HOW TO COMPLETE THIS TASK: Search the data below for "template"; list each line that holds it.

GIVEN RECORDS:
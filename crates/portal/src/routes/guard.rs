//! Session guards.
//!
//! On success the caller's `Session` is inserted into the request
//! extensions for handlers to pick up with `Extension<Session>`.

use axum::{
    extract::{Request, State},
    middleware::Next,
    response::{IntoResponse, Redirect, Response},
};

use portal_common::PortalError;
use portal_common::constants::paths;

use super::error::ApiError;
use crate::state::AppState;

/// User pages: logged-in session, else back to the login page
pub async fn require_user(State(state): State<AppState>, mut request: Request, next: Next) -> Response {
    match state.current_session(request.headers()).await {
        Some(session) if session.logged_in => {
            request.extensions_mut().insert(session);
            next.run(request).await
        }
        _ => {
            tracing::debug!(path = %request.uri().path(), "User auth failed");
            Redirect::to(paths::LOGIN).into_response()
        }
    }
}

/// Admin pages: admin session, else to the admin login
pub async fn require_admin_page(
    State(state): State<AppState>,
    mut request: Request,
    next: Next,
) -> Response {
    match state.current_session(request.headers()).await {
        Some(session) if session.is_admin => {
            request.extensions_mut().insert(session);
            next.run(request).await
        }
        _ => {
            tracing::debug!(path = %request.uri().path(), "Admin auth failed");
            Redirect::to(paths::ADMIN_LOGIN).into_response()
        }
    }
}

/// Admin API: admin session, else 401 JSON
pub async fn require_admin_api(
    State(state): State<AppState>,
    mut request: Request,
    next: Next,
) -> Response {
    match state.current_session(request.headers()).await {
        Some(session) if session.is_admin => {
            request.extensions_mut().insert(session);
            next.run(request).await
        }
        _ => {
            tracing::debug!(
                path = %request.uri().path(),
                method = %request.method(),
                "Admin API auth failed"
            );
            ApiError(PortalError::Unauthorized("admin session required".into())).into_response()
        }
    }
}
//! Page view-models.
//!
//! Each page returns the data its template would be rendered with, plus the
//! template and layout names picked by device detection.

use chrono::{DateTime, Utc};
use portal_common::constants::RECENT_TRANSACTIONS_LIMIT;
use portal_common::{Account, Card, Currency, RecordId, Transaction, User};
use rust_decimal::Decimal;
use serde::Serialize;

use crate::device::ViewVariant;
use crate::ledger::LedgerStore;

/// `400,06` style, two decimals with a decimal comma
pub fn format_amount(amount: Decimal) -> String {
    format!("{:.2}", amount.round_dp(2)).replace('.', ",")
}

/// `+400.00` / `-400.00`, used next to transaction rows
pub fn format_signed(amount: Decimal) -> String {
    let amount = amount.round_dp(2);
    if amount.is_sign_negative() && !amount.is_zero() {
        format!("{amount:.2}")
    } else {
        format!("+{:.2}", amount.abs())
    }
}

#[derive(Debug, Serialize)]
#[serde(rename_all = "camelCase")]
pub struct PageMeta {
    pub title: String,
    pub page_id: &'static str,
    pub template: String,
    pub layout: &'static str,
}

impl PageMeta {
    pub fn new(title: &str, page_id: &'static str, variant: &ViewVariant) -> Self {
        Self {
            title: format!("{title} - BBVA"),
            page_id,
            template: variant.template(page_id),
            layout: variant.layout,
        }
    }

    /// Pages that only exist in one layout (admin login, admin panel)
    pub fn standalone(title: &str, page_id: &'static str) -> Self {
        Self {
            title: format!("{title} - BBVA"),
            page_id,
            template: page_id.to_string(),
            layout: "main",
        }
    }
}

#[derive(Debug, Serialize)]
#[serde(rename_all = "camelCase")]
pub struct AccountSummary<'a> {
    #[serde(flatten)]
    pub account: &'a Account,
    pub balance_display: String,
    pub recent_transactions: Vec<TransactionRow<'a>>,
}

#[derive(Debug, Serialize)]
#[serde(rename_all = "camelCase")]
pub struct TransactionRow<'a> {
    #[serde(flatten)]
    pub transaction: &'a Transaction,
    pub amount_display: String,
}

impl<'a> From<&'a Transaction> for TransactionRow<'a> {
    fn from(transaction: &'a Transaction) -> Self {
        Self {
            transaction,
            amount_display: format_signed(transaction.amount),
        }
    }
}

#[derive(Debug, Serialize)]
#[serde(rename_all = "camelCase")]
pub struct DashboardView<'a> {
    #[serde(flatten)]
    pub meta: PageMeta,
    pub user: Option<&'a User>,
    /// Primary account (the user's first)
    pub account: Option<AccountSummary<'a>>,
    pub transactions: Vec<TransactionRow<'a>>,
    pub all_accounts: Vec<AccountSummary<'a>>,
    pub all_cards: Vec<&'a Card>,
    pub total_products: usize,
    pub is_admin_mode: bool,
}

fn summarize<'a>(ledger: &'a LedgerStore, account: &'a Account) -> AccountSummary<'a> {
    AccountSummary {
        account,
        balance_display: format_amount(account.balance),
        recent_transactions: ledger
            .recent_transactions(account.id, RECENT_TRANSACTIONS_LIMIT)
            .into_iter()
            .map(TransactionRow::from)
            .collect(),
    }
}

/// Single-tenant demo: the dashboard always shows the first user
pub fn dashboard<'a>(
    ledger: &'a LedgerStore,
    variant: &ViewVariant,
    is_admin_mode: bool,
) -> DashboardView<'a> {
    let user = ledger.list_users().first();
    let accounts = user.map(|u| ledger.accounts_for_user(u.id)).unwrap_or_default();
    let cards = user.map(|u| ledger.cards_for_user(u.id)).unwrap_or_default();

    let all_accounts: Vec<AccountSummary<'a>> =
        accounts.iter().copied().map(|a| summarize(ledger, a)).collect();
    let account = accounts.first().copied().map(|a| summarize(ledger, a));
    let transactions = account
        .as_ref()
        .map(|a| {
            ledger
                .recent_transactions(a.account.id, RECENT_TRANSACTIONS_LIMIT)
                .into_iter()
                .map(TransactionRow::from)
                .collect()
        })
        .unwrap_or_default();

    DashboardView {
        meta: PageMeta::new("Inicio", "main-page", variant),
        user,
        account,
        transactions,
        total_products: all_accounts.len() + cards.len(),
        all_accounts,
        all_cards: cards,
        is_admin_mode,
    }
}

#[derive(Debug, Serialize)]
#[serde(rename_all = "camelCase")]
pub struct AccountsView<'a> {
    #[serde(flatten)]
    pub meta: PageMeta,
    pub user: Option<&'a User>,
    pub accounts: Vec<AccountSummary<'a>>,
    pub cards: Vec<&'a Card>,
    pub is_admin_mode: bool,
}

pub fn accounts<'a>(
    ledger: &'a LedgerStore,
    variant: &ViewVariant,
    is_admin_mode: bool,
) -> AccountsView<'a> {
    let user = ledger.list_users().first();
    let accounts = user.map(|u| ledger.accounts_for_user(u.id)).unwrap_or_default();

    AccountsView {
        meta: PageMeta::new("Accounts and Cards", "accounts", variant),
        user,
        accounts: accounts.into_iter().map(|a| summarize(ledger, a)).collect(),
        cards: user.map(|u| ledger.cards_for_user(u.id)).unwrap_or_default(),
        is_admin_mode,
    }
}

#[derive(Debug, Clone, Copy, PartialEq, Eq, Serialize)]
#[serde(rename_all = "lowercase")]
pub enum TransferDirection {
    Received,
    Sent,
}

impl TransferDirection {
    fn of(amount: Decimal) -> Self {
        if amount > Decimal::ZERO {
            Self::Received
        } else {
            Self::Sent
        }
    }
}

/// A transaction as shown in a transfer list
#[derive(Debug, Serialize)]
#[serde(rename_all = "camelCase")]
pub struct TransferRow<'a> {
    pub id: RecordId,
    pub description: &'a str,
    /// Always positive; direction carries the sign
    pub amount: Decimal,
    pub amount_display: String,
    pub currency: &'a str,
    pub date: DateTime<Utc>,
    pub from_account_id: RecordId,
    pub account_number: &'a str,
    pub transfer_type: TransferDirection,
    pub counterparty: &'static str,
    pub status: &'static str,
}

pub fn transfer_rows(ledger: &LedgerStore) -> Vec<TransferRow<'_>> {
    ledger
        .list_transactions()
        .iter()
        .map(|t| {
            let direction = TransferDirection::of(t.amount);
            TransferRow {
                id: t.id,
                description: &t.description,
                amount: t.amount.abs(),
                amount_display: format_amount(t.amount.abs()),
                currency: &t.currency,
                date: t.date,
                from_account_id: t.account_id,
                account_number: ledger
                    .get_account(t.account_id)
                    .map(|a| a.account_number.as_str())
                    .unwrap_or("N/A"),
                transfer_type: direction,
                counterparty: match direction {
                    TransferDirection::Received => "Remitente",
                    TransferDirection::Sent => "Beneficiario",
                },
                status: "completed",
            }
        })
        .collect()
}

#[derive(Debug, Serialize)]
#[serde(rename_all = "camelCase")]
pub struct TransfersView<'a> {
    #[serde(flatten)]
    pub meta: PageMeta,
    pub user: Option<&'a User>,
    pub accounts: Vec<&'a Account>,
    pub transfers: Vec<TransferRow<'a>>,
}

pub fn transfers<'a>(ledger: &'a LedgerStore, variant: &ViewVariant) -> TransfersView<'a> {
    let user = ledger.list_users().first();
    TransfersView {
        meta: PageMeta::new("Transferencias", "transfers", variant),
        user,
        accounts: user.map(|u| ledger.accounts_for_user(u.id)).unwrap_or_default(),
        transfers: transfer_rows(ledger),
    }
}

/// Static pages that only need the user for personalization
#[derive(Debug, Serialize)]
#[serde(rename_all = "camelCase")]
pub struct SimplePage<'a> {
    #[serde(flatten)]
    pub meta: PageMeta,
    pub user: Option<&'a User>,
}

pub fn simple_page<'a>(
    ledger: &'a LedgerStore,
    variant: &ViewVariant,
    title: &str,
    page_id: &'static str,
) -> SimplePage<'a> {
    SimplePage {
        meta: PageMeta::new(title, page_id, variant),
        user: ledger.list_users().first(),
    }
}

#[derive(Debug, Serialize)]
#[serde(rename_all = "camelCase")]
pub struct AdminPanelView<'a> {
    #[serde(flatten)]
    pub meta: PageMeta,
    pub users: &'a [User],
    pub accounts: &'a [Account],
    pub cards: &'a [Card],
    pub transactions: &'a [Transaction],
    pub currencies: &'a [Currency],
    pub transfers: Vec<TransferRow<'a>>,
    pub transfers_count: usize,
}

pub fn admin_panel(ledger: &LedgerStore) -> AdminPanelView<'_> {
    let transfers = transfer_rows(ledger);
    AdminPanelView {
        meta: PageMeta::standalone("Panel de Administración", "admin-panel"),
        users: ledger.list_users(),
        accounts: ledger.list_accounts(),
        cards: ledger.list_cards(),
        transactions: ledger.list_transactions(),
        currencies: ledger.list_currencies(),
        transfers_count: transfers.len(),
        transfers,
    }
}

#[cfg(test)]
mod tests {
    use super::*;
    use portal_common::TransactionDraft;

    fn dec(raw: &str) -> Decimal {
        raw.parse().unwrap()
    }

    #[test]
    fn test_amount_formatting() {
        assert_eq!(format_amount(dec("400.06")), "400,06");
        assert_eq!(format_amount(dec("1250.3")), "1250,30");
        assert_eq!(format_signed(dec("400")), "+400.00");
        assert_eq!(format_signed(dec("-400")), "-400.00");
        assert_eq!(format_signed(Decimal::ZERO), "+0.00");
    }

    #[test]
    fn test_dashboard_from_seed() {
        let ledger = LedgerStore::seeded();
        let view = dashboard(&ledger, &ViewVariant::DESKTOP, false);

        assert_eq!(view.user.unwrap().name, "TASIO");
        assert_eq!(view.total_products, 4);
        assert_eq!(view.all_accounts.len(), 2);
        assert_eq!(view.transactions.len(), 3);
        assert_eq!(view.account.as_ref().unwrap().account.id, 1);
        assert_eq!(view.meta.template, "desktop/main-page");

        let json = serde_json::to_value(&view).unwrap();
        assert_eq!(json["pageId"], "main-page");
        assert_eq!(json["account"]["accountNumber"], "*8464");
        assert_eq!(json["account"]["balanceDisplay"], "400,06");
        assert_eq!(json["allAccounts"][1]["recentTransactions"][0]["amountDisplay"], "+1000.00");
    }

    #[test]
    fn test_dashboard_on_empty_ledger() {
        let ledger = LedgerStore::new();
        let view = dashboard(&ledger, &ViewVariant::MOBILE, false);
        assert!(view.user.is_none());
        assert!(view.account.is_none());
        assert_eq!(view.total_products, 0);
    }

    #[test]
    fn test_transfer_rows() {
        let mut ledger = LedgerStore::seeded();
        ledger.create_transaction(TransactionDraft {
            account_id: 77,
            amount: dec("-12.50"),
            ..Default::default()
        })
        .unwrap();

        let rows = transfer_rows(&ledger);
        assert_eq!(rows.len(), 5);
        assert_eq!(rows[1].transfer_type, TransferDirection::Sent);
        assert_eq!(rows[1].amount, dec("400"));
        assert_eq!(rows[1].counterparty, "Beneficiario");
        assert_eq!(rows[0].account_number, "*8464");
        assert_eq!(rows[4].account_number, "N/A");
    }

    #[test]
    fn test_admin_panel_counts() {
        let ledger = LedgerStore::seeded();
        let view = admin_panel(&ledger);
        assert_eq!(view.transfers_count, 4);
        assert_eq!(view.meta.template, "admin-panel");
    }
}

REPLY TO THE TASK:
//! Each page returns the data its template would be rendered with, plus the
//! template and layout names picked by device detection.
    pub template: String,
            template: variant.template(page_id),
            template: page_id.to_string(),
        assert_eq!(view.meta.template, "desktop/main-page");
        assert_eq!(view.meta.template, "admin-panel");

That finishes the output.